O’Leary veered between championing Ryanair’s supposed generosity, in the form of a 20% five-year pay deal for pilots, and belligerence. Ryanair is “not prepared to concede to unreasonable demands that will compromise either our low fares or our highly efficient model”, he stated.

The City will applaud the tough stance only as long as it gets results. The 6% fall in the share price betrayed the worries. One factor behind the current “weaker” environment for prices was described as “customer uncertainty about pilot strikes”, meaning some fares have had to be trimmed to keep planes 96% full.

Meanwhile, O’Leary is already threatening to move planes out of Ireland this winter and force job losses if strikes by a “small minority” of Irish pilots continue. These scraps could fizzle out, of course, and the group is sticking to its forecast that after-tax profits will arrive at €1.25bn (£1.1bn) to €1.35bn for the full-year. However, it seems equally possible that industrial relations at Ryanair becomes a long-running saga. Indeed in one sense it already has. The rostering errors that led to the airline recognising unions happened 10 months ago – and still the fallout continues.

GlaxoSmithKline can afford to be patient

Emma Walmsley, the chief executive of GlaxoSmithKline, probably thought she had already killed the idea of breaking up the company. A year ago, fresh in post, she set out her thinking: GSK would stick with its strategy of housing three businesses – pharmaceuticals, vaccines and consumer products – under one roof.

Vaccines and consumer brands such as Sensodyne toothpaste produced reliable cashflows, she argued, and thus provided a natural balance to the more volatile game of developing prescription medicines. Besides, there are benefits that come from being able to switch drugs to the consumer category when patents expire. The stance seemed very reasonable.
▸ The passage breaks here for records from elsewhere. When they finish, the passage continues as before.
// SPDX-License-Identifier: MIT
// Copyright (c) 2025 myexpr

const UPPER: &[u8; 16] = b"0123456789ABCDEF";

pub fn encode(bytes: &[u8]) -> String {
	let mut out = String::with_capacity(bytes.len() * 2);
	for &b in bytes {
		out.push(UPPER[(b >> 4) as usize] as char);
		out.push(UPPER[(b & 0x0f) as usize] as char);
	}
	out
}

fn nibble(c: u8) -> Option<u8> {
	match c {
		b'0'..=b'9' => Some(c - b'0'),
		b'a'..=b'f' => Some(c - b'a' + 10),
		b'A'..=b'F' => Some(c - b'A' + 10),
		_ => None,
	}
}

/// Decode a hex string. An odd-length input is rejected.
pub fn decode(s: &str) -> Result<Vec<u8>, ()> {
	let bytes = s.as_bytes();
	if bytes.len() % 2 != 0 {
		return Err(());
	}
	let mut out = Vec::with_capacity(bytes.len() / 2);
	for pair in bytes.chunks_exact(2) {
		let hi = nibble(pair[0]).ok_or(())?;
		let lo = nibble(pair[1]).ok_or(())?;
		out.push((hi << 4) | lo);
	}
	Ok(out)
}
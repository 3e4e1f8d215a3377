// SPDX-License-Identifier: MIT
// Copyright (c) 2025 myexpr

//! UUID text/binary conversions.
//!
//! The swap flag of UUID_TO_BIN/BIN_TO_UUID moves the timestamp-high
//! group to the front of the binary form so that time-ordered UUIDs
//! cluster in index order. The two functions invert each other for
//! either flag value.

use uuid::Uuid;

/// A fresh random UUID in the canonical hyphenated form.
pub fn new_uuid() -> String {
	Uuid::new_v4().hyphenated().to_string()
}

/// IS_UUID: accepts the hyphenated, braced and bare 32-digit forms.
pub fn is_uuid(text: &str) -> bool {
	parse(text).is_some()
}

fn parse(text: &str) -> Option<Uuid> {
	Uuid::try_parse(text.trim()).ok()
}

/// UUID_TO_BIN. None when the text is not a UUID.
pub fn uuid_to_bin(text: &str, swap: bool) -> Option<[u8; 16]> {
	let bytes = *parse(text)?.as_bytes();
	if !swap {
		return Some(bytes);
	}
	let mut out = [0u8; 16];
	// time-high, time-mid, time-low, then the rest untouched
	out[0] = bytes[6];
	out[1] = bytes[7];
	out[2] = bytes[4];
	out[3] = bytes[5];
	out[4..8].copy_from_slice(&bytes[0..4]);
	out[8..].copy_from_slice(&bytes[8..]);
	Some(out)
}

/// BIN_TO_UUID. None unless the input is exactly 16 bytes.
pub fn bin_to_uuid(data: &[u8], swap: bool) -> Option<String> {
	let bytes: [u8; 16] = data.try_into().ok()?;
	let unswapped = if swap {
		let mut out = [0u8; 16];
		out[0..4].copy_from_slice(&bytes[4..8]);
		out[4] = bytes[2];
		out[5] = bytes[3];
		out[6] = bytes[0];
		out[7] = bytes[1];
		out[8..].copy_from_slice(&bytes[8..]);
		out
	} else {
		bytes
	};
	Some(Uuid::from_bytes(unswapped).hyphenated().to_string())
}
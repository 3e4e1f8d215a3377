// SPDX-License-Identifier: MIT
// Copyright (c) 2025 myexpr

use std::fmt::{Display, Formatter};

use serde::{Deserialize, Serialize};

use crate::util::{base64, hex};

/// A binary large object.
#[derive(Clone, Debug, Default, PartialEq, Eq, Hash, PartialOrd, Ord, Serialize, Deserialize)]
pub struct Blob(Vec<u8>);

impl Blob {
	pub fn new(bytes: Vec<u8>) -> Self {
		Self(bytes)
	}

	pub fn as_bytes(&self) -> &[u8] {
		&self.0
	}

	pub fn into_bytes(self) -> Vec<u8> {
		self.0
	}

	pub fn len(&self) -> usize {
		self.0.len()
	}

	pub fn is_empty(&self) -> bool {
		self.0.is_empty()
	}

	pub fn from_hex(s: &str) -> Option<Self> {
		let clean = s.strip_prefix("0x").or_else(|| s.strip_prefix("0X")).unwrap_or(s);
		hex::decode(clean).ok().map(Blob::new)
	}

	pub fn to_hex(&self) -> String {
		hex::encode(&self.0)
	}

	pub fn from_b64(s: &str) -> Option<Self> {
		base64::decode(s).ok().map(Blob::new)
	}

	pub fn to_b64(&self) -> String {
		base64::encode_wrapped(&self.0)
	}
}

impl Display for Blob {
	fn fmt(&self, f: &mut Formatter<'_>) -> std::fmt::Result {
		write!(f, "0x{}", self.to_hex())
	}
}

impl From<Vec<u8>> for Blob {
	fn from(bytes: Vec<u8>) -> Self {
		Self(bytes)
	}
}

impl From<&[u8]> for Blob {
	fn from(bytes: &[u8]) -> Self {
		Self(bytes.to_vec())
	}
}

#[cfg(test)]
mod tests {
	use super::*;

	#[test]
	fn test_from_hex() {
		let blob = Blob::from_hex("48656c6c6f").unwrap();
		assert_eq!(blob.as_bytes(), b"Hello");
	}

	#[test]
	fn test_from_hex_with_prefix() {
		let blob = Blob::from_hex("0x48656c6c6f").unwrap();
		assert_eq!(blob.as_bytes(), b"Hello");
	}

	#[test]
	fn test_from_hex_invalid() {
		assert!(Blob::from_hex("xyz").is_none());
		assert!(Blob::from_hex("48656c6c6").is_none()); // odd length
	}

	#[test]
	fn test_hex_roundtrip() {
		let original = b"Hello, World! \x00\x01\x02\xFF";
		let blob = Blob::new(original.to_vec());
		assert_eq!(Blob::from_hex(&blob.to_hex()).unwrap().as_bytes(), original);
	}

	#[test]
	fn test_b64_roundtrip() {
		let original = b"Hello, World! \x00\x01\x02\xFF";
		let blob = Blob::new(original.to_vec());
		assert_eq!(Blob::from_b64(&blob.to_b64()).unwrap().as_bytes(), original);
	}
}
// SPDX-License-Identifier: MIT
// Copyright (c) 2025 myexpr

use std::fmt::{Display, Formatter};

use serde::{
	Deserialize, Deserializer, Serialize, Serializer,
	de::{self, Visitor},
};

use super::{
	date::{Date, parse_ymd},
	time::{Time, parse_fraction},
};

/// A MySQL DATETIME value: a calendar date plus time of day with
/// microsecond precision. TIMESTAMP values share this representation; the
/// type descriptor keeps them apart.
#[derive(Copy, Clone, Debug, PartialEq, Eq, Hash, PartialOrd, Ord)]
pub struct DateTime {
	date: Date,
	hour: u8,
	minute: u8,
	second: u8,
	micro: u32,
}

impl Default for DateTime {
	fn default() -> Self {
		Self {
			date: Date::zero(),
			hour: 0,
			minute: 0,
			second: 0,
			micro: 0,
		}
	}
}

impl DateTime {
	pub fn new(date: Date, hour: u32, minute: u32, second: u32, micro: u32) -> Option<Self> {
		if hour > 23 || minute > 59 || second > 59 || micro > 999_999 {
			return None;
		}
		Some(Self {
			date,
			hour: hour as u8,
			minute: minute as u8,
			second: second as u8,
			micro,
		})
	}

	pub fn from_date(date: Date) -> Self {
		Self {
			date,
			hour: 0,
			minute: 0,
			second: 0,
			micro: 0,
		}
	}

	/// Construct from seconds (plus microseconds) since the Unix epoch,
	/// interpreted in UTC.
	pub fn from_unix(seconds: i64, micro: u32) -> Option<Self> {
		if seconds < 0 {
			return None;
		}
		let days = seconds / 86_400;
		let secs = seconds % 86_400;
		let (year, month, day) = civil_from_days(days);
		let date = Date::new(year, month, day)?;
		Self::new(date, (secs / 3600) as u32, (secs / 60 % 60) as u32, (secs % 60) as u32, micro)
	}

	/// Seconds since the Unix epoch. None for the zero date or dates
	/// before 1970.
	pub fn to_unix(&self) -> Option<i64> {
		if self.date.is_zero() {
			return None;
		}
		let days = days_from_civil(self.date.year(), self.date.month(), self.date.day());
		let seconds =
			days * 86_400 + self.hour as i64 * 3600 + self.minute as i64 * 60 + self.second as i64;
		if seconds < 0 {
			return None;
		}
		Some(seconds)
	}

	pub fn date(&self) -> Date {
		self.date
	}

	pub fn time(&self) -> Time {
		// Hour is within 0..=23 so the constructor cannot fail.
		Time::from_hms_micro(self.hour as u32, self.minute as u32, self.second as u32, self.micro)
			.unwrap_or_default()
	}

	pub fn is_zero(&self) -> bool {
		self.date.is_zero()
	}

	pub fn hour(&self) -> u32 {
		self.hour as u32
	}

	pub fn minute(&self) -> u32 {
		self.minute as u32
	}

	pub fn second(&self) -> u32 {
		self.second as u32
	}

	pub fn microsecond(&self) -> u32 {
		self.micro
	}

	pub fn has_time_part(&self) -> bool {
		self.hour != 0 || self.minute != 0 || self.second != 0 || self.micro != 0
	}

	/// Parse MySQL datetime text: a date optionally followed by a time
	/// part separated by space or `T`. A bare date parses to midnight.
	pub fn parse(s: &str) -> Option<Self> {
		let s = s.trim();

		// Compact form YYYYMMDDHHMMSS
		if s.len() == 14 && s.bytes().all(|b| b.is_ascii_digit()) {
			let date = Date::parse(&s[0..8])?;
			let hour = s[8..10].parse().ok()?;
			let minute = s[10..12].parse().ok()?;
			let second = s[12..14].parse().ok()?;
			return Self::new(date, hour, minute, second, 0);
		}

		let split_at = s.find([' ', 'T']);
		let (date_part, time_part) = match split_at {
			Some(idx) => (&s[..idx], Some(s[idx + 1..].trim())),
			None => (s, None),
		};

		let (year, month, day) = parse_ymd(date_part)?;
		let date = Date::new(year, month, day)?;

		let Some(time_part) = time_part.filter(|t| !t.is_empty()) else {
			return Some(Self::from_date(date));
		};

		let (body, frac) = match time_part.split_once('.') {
			Some((body, frac)) => (body, frac),
			None => (time_part, ""),
		};
		let micro = parse_fraction(frac)?;

		let mut parts = body.split(':');
		let hour: u32 = parts.next()?.parse().ok()?;
		let minute: u32 = match parts.next() {
			Some(p) => p.parse().ok()?,
			None => 0,
		};
		let second: u32 = match parts.next() {
			Some(p) => p.parse().ok()?,
			None => 0,
		};
		if parts.next().is_some() {
			return None;
		}
		Self::new(date, hour, minute, second, micro)
	}
}

// Howard Hinnant's civil-from-days / days-from-civil, over the Unix epoch.
pub(crate) fn days_from_civil(year: i32, month: u32, day: u32) -> i64 {
	let (y, m) = if month <= 2 {
		(year - 1, month as i64 + 9)
	} else {
		(year, month as i64 - 3)
	};
	let y = y as i64;
	let era = if y >= 0 { y } else { y - 399 } / 400;
	let yoe = y - era * 400;
	let doy = (153 * m + 2) / 5 + day as i64 - 1;
	let doe = yoe * 365 + yoe / 4 - yoe / 100 + doy;
	era * 146097 + doe - 719468
}

pub(crate) fn civil_from_days(days: i64) -> (i32, u32, u32) {
	let z = days + 719468;
	let era = if z >= 0 { z } else { z - 146096 } / 146097;
	let doe = z - era * 146097;
	let yoe = (doe - doe / 1460 + doe / 36524 - doe / 146096) / 365;
	let y = yoe + era * 400;
	let doy = doe - (365 * yoe + yoe / 4 - yoe / 100);
	let mp = (5 * doy + 2) / 153;
	let d = doy - (153 * mp + 2) / 5 + 1;
	let m = if mp < 10 { mp + 3 } else { mp - 9 };
	let year = if m <= 2 { y + 1 } else { y };
	(year as i32, m as u32, d as u32)
}

impl Display for DateTime {
	fn fmt(&self, f: &mut Formatter<'_>) -> std::fmt::Result {
		write!(f, "{} {:02}:{:02}:{:02}", self.date, self.hour, self.minute, self.second)?;
		if self.micro != 0 {
			write!(f, ".{:06}", self.micro)?;
		}
		Ok(())
	}
}

impl Serialize for DateTime {
	fn serialize<S>(&self, serializer: S) -> Result<S::Ok, S::Error>
	where
		S: Serializer,
	{
		serializer.serialize_str(&self.to_string())
	}
}

struct DateTimeVisitor;

impl<'de> Visitor<'de> for DateTimeVisitor {
	type Value = DateTime;

	fn expecting(&self, formatter: &mut std::fmt::Formatter) -> std::fmt::Result {
		formatter.write_str("a datetime in YYYY-MM-DD HH:MM:SS[.ffffff] format")
	}

	fn visit_str<E>(self, value: &str) -> Result<DateTime, E>
	where
		E: de::Error,
	{
		DateTime::parse(value).ok_or_else(|| E::custom(format!("invalid datetime: {}", value)))
	}
}

impl<'de> Deserialize<'de> for DateTime {
	fn deserialize<D>(deserializer: D) -> Result<Self, D::Error>
	where
		D: Deserializer<'de>,
	{
		deserializer.deserialize_str(DateTimeVisitor)
	}
}

#[cfg(test)]
mod tests {
	use super::*;

	#[test]
	fn test_datetime_display() {
		let dt = DateTime::parse("2024-03-15 13:05:09").unwrap();
		assert_eq!(format!("{}", dt), "2024-03-15 13:05:09");

		let dt = DateTime::parse("2024-03-15 13:05:09.250000").unwrap();
		assert_eq!(format!("{}", dt), "2024-03-15 13:05:09.250000");
	}

	#[test]
	fn test_parse_bare_date_is_midnight() {
		let dt = DateTime::parse("2024-03-15").unwrap();
		assert_eq!(dt.hour(), 0);
		assert_eq!(dt.date(), Date::new(2024, 3, 15).unwrap());
		assert!(!dt.has_time_part());
	}

	#[test]
	fn test_parse_t_separator() {
		let dt = DateTime::parse("2024-03-15T13:05:09").unwrap();
		assert_eq!(dt.hour(), 13);
	}

	#[test]
	fn test_parse_compact() {
		let dt = DateTime::parse("20240315130509").unwrap();
		assert_eq!(format!("{}", dt), "2024-03-15 13:05:09");
	}

	#[test]
	fn test_parse_invalid() {
		assert!(DateTime::parse("2024-03-15 25:00:00").is_none());
		assert!(DateTime::parse("garbage").is_none());
	}

	#[test]
	fn test_unix_roundtrip() {
		let dt = DateTime::parse("2024-03-15 13:05:09").unwrap();
		let secs = dt.to_unix().unwrap();
		assert_eq!(DateTime::from_unix(secs, 0), Some(dt));

		let epoch = DateTime::parse("1970-01-01 00:00:00").unwrap();
		assert_eq!(epoch.to_unix(), Some(0));
	}

	#[test]
	fn test_zero_datetime_has_no_unix_form() {
		let dt = DateTime::parse("0000-00-00").unwrap();
		assert!(dt.is_zero());
		assert!(dt.to_unix().is_none());
	}

	#[test]
	fn test_serde_roundtrip() {
		let dt = DateTime::parse("2024-03-15 13:05:09.000001").unwrap();
		let json = serde_json::to_string(&dt).unwrap();
		let recovered: DateTime = serde_json::from_str(&json).unwrap();
		assert_eq!(dt, recovered);
	}
}
// SPDX-License-Identifier: MIT
// Copyright (c) 2025 myexpr

//! Pure, session-free engines backing the scalar function library:
//! calendar and interval arithmetic, numeric formatting, the regex
//! sub-engine, and small codecs.

pub mod calendar;
pub mod encode;
pub mod format;
pub mod regexp;
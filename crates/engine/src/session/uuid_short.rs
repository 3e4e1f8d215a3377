// SPDX-License-Identifier: MIT
// Copyright (c) 2025 myexpr

//! The UUID_SHORT counter.
//!
//! Values pack a server id into the top 8 bits, the server startup time
//! (seconds, truncated to 32 bits) into the next 32, and a 24-bit
//! incrementing sequence below that. One instance per server; uniqueness
//! holds as long as fewer than 2^24 values are drawn between restarts.

use std::sync::atomic::{AtomicU64, Ordering};

pub struct UuidShortGenerator {
	next: AtomicU64,
}

impl UuidShortGenerator {
	pub fn new(server_id: u8, startup_unix_seconds: u64) -> Self {
		let base =
			((server_id as u64) << 56) | ((startup_unix_seconds & 0xFFFF_FFFF) << 24);
		Self {
			next: AtomicU64::new(base),
		}
	}

	pub fn next(&self) -> u64 {
		self.next.fetch_add(1, Ordering::Relaxed)
	}
}

#[cfg(test)]
mod tests {
	use std::{collections::HashSet, sync::Arc, thread};

	use super::*;

	#[test]
	fn test_bit_layout() {
		let generator = UuidShortGenerator::new(7, 0x1234_5678);
		let value = generator.next();
		assert_eq!(value >> 56, 7);
		assert_eq!(value >> 24 & 0xFFFF_FFFF, 0x1234_5678);
		assert_eq!(value & 0xFF_FFFF, 0);
		assert_eq!(generator.next() & 0xFF_FFFF, 1);
	}

	#[test]
	fn test_startup_seconds_truncated() {
		let generator = UuidShortGenerator::new(1, 0x1_0000_0001);
		assert_eq!(generator.next() >> 24 & 0xFFFF_FFFF, 1);
	}

	#[test]
	fn test_concurrent_draws_are_unique() {
		let generator = Arc::new(UuidShortGenerator::new(1, 1_700_000_000));
		let mut handles = Vec::new();
		for _ in 0..4 {
			let generator = Arc::clone(&generator);
			handles.push(thread::spawn(move || {
				(0..1000).map(|_| generator.next()).collect::<Vec<_>>()
			}));
		}
		let mut seen = HashSet::new();
		for handle in handles {
			for value in handle.join().unwrap() {
				assert!(seen.insert(value));
			}
		}
		assert_eq!(seen.len(), 4000);
	}
}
Yet the breakup lobby was never wholly silenced and could be heard again at the weekend as the FT reported that some big investors were lobbying GSK’s chairman, Sir Philip Hampton, to consider spinning off the consumer division. Walmsley will thus have to revisit the subject at Wednesday’s half-year figures. She should stick to her guns: a grand de-merger would be a distraction that GSK does not need at this moment.

Walmsley’s plan A is to reinvigorate the drug pipeline and she has hired some big pharma names on even bigger pay packages, including Hal Barron as chief scientific officer, to get results. If that’s the strategy, give it time to work. GSK shareholders are being paid to be patient in the form of an 80p-a-share annual dividend that has been maintained through major patent hits and asset shuffles under her predecessor. Now is not the moment to change direction.

Whiff of the past for water industry

United Utilities, as it prepares to pay £181m in dividends to shareholders next month, two days before the likely start of a hosepipe ban, should recall a cautionary tale from the water industry a generation ago.

It was in 1995 that Trevor Newton, the then boss of Yorkshire Water, failed to show the necessary sympathy for customers during a drought when he urged them to save water with these stirring words: “I personally haven’t had a bath or a shower for three months.”

Cue many jokes about “the filthy rich”. Newton became a laughing stock and was gone within a year.

Steve Mogford, the current chief executive of United Utilities, has avoided such PR howlers but he can surely appreciate that record shareholder dividends do not sit well with hosepipe bans, especially when your pipes are the second most leaky in the industry.

The fact that United’s leakage rates are Ofwat-compliant is interesting but, in the end, irrelevant. A boss who has earned £12m in five years is expected to look out for the company’s reputation. A personal pledge not to take a bonus this year is the minimum requirement.